» **Problem details**
The expected answer is every line of the material that contains the word "Error".

» **Data records**
══════════
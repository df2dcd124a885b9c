use std::{
    collections::HashSet,
    fs, io,
    os::unix::fs::MetadataExt,
    path::{Path, PathBuf},
};

use glob::glob;
use log::warn;

use crate::{
    error::{Error, Result},
    format::format_path,
};

type DirIdentity = (u64, u64);

#[derive(Clone, Debug)]
pub struct ArchiveJob {
    inputs: Vec<String>,
}

impl ArchiveJob {
    pub fn new<I, S>(inputs: I) -> Self
    where
        I: IntoIterator<Item = S>,
        S: Into<String>,
    {
        let inputs = inputs.into_iter().map(Into::into).collect();
        ArchiveJob { inputs }
    }

    pub fn resolve(&self) -> Result<Vec<PathBuf>> {
        let mut files = vec![];

        for pattern in &self.inputs {
            let matches = glob(pattern)?.collect::<std::result::Result<Vec<_>, _>>()?;
            if matches.is_empty() {
                return Err(Error::InputNotFound(pattern.clone()));
            }

            for path in matches {
                let mut ancestors = HashSet::new();
                expand(&path, &mut ancestors, &mut files)?;
            }
        }

        Ok(files)
    }
}

fn expand(path: &Path, ancestors: &mut HashSet<DirIdentity>, files: &mut Vec<PathBuf>) -> Result<()> {
    let metadata = fs::metadata(path)?;

    if metadata.is_file() {
        files.push(path.to_owned());
        return Ok(());
    }

    if !metadata.is_dir() {
        warn!("skipped special file {}", format_path(path));
        return Ok(());
    }

    let identity = (metadata.dev(), metadata.ino());
    if !ancestors.insert(identity) {
        return Err(Error::SymlinkCycle(path.to_owned()));
    }

    let mut children = fs::read_dir(path)?
        .map(|entry| entry.map(|entry| entry.path()))
        .collect::<io::Result<Vec<_>>>()?;
    children.sort();

    for child in children {
        expand(&child, ancestors, files)?;
    }

    ancestors.remove(&identity);
    Ok(())
}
══════════
» **Final answer**
    error::{Error, Result},
                return Err(Error::InputNotFound(pattern.clone()));
        return Err(Error::SymlinkCycle(path.to_owned()));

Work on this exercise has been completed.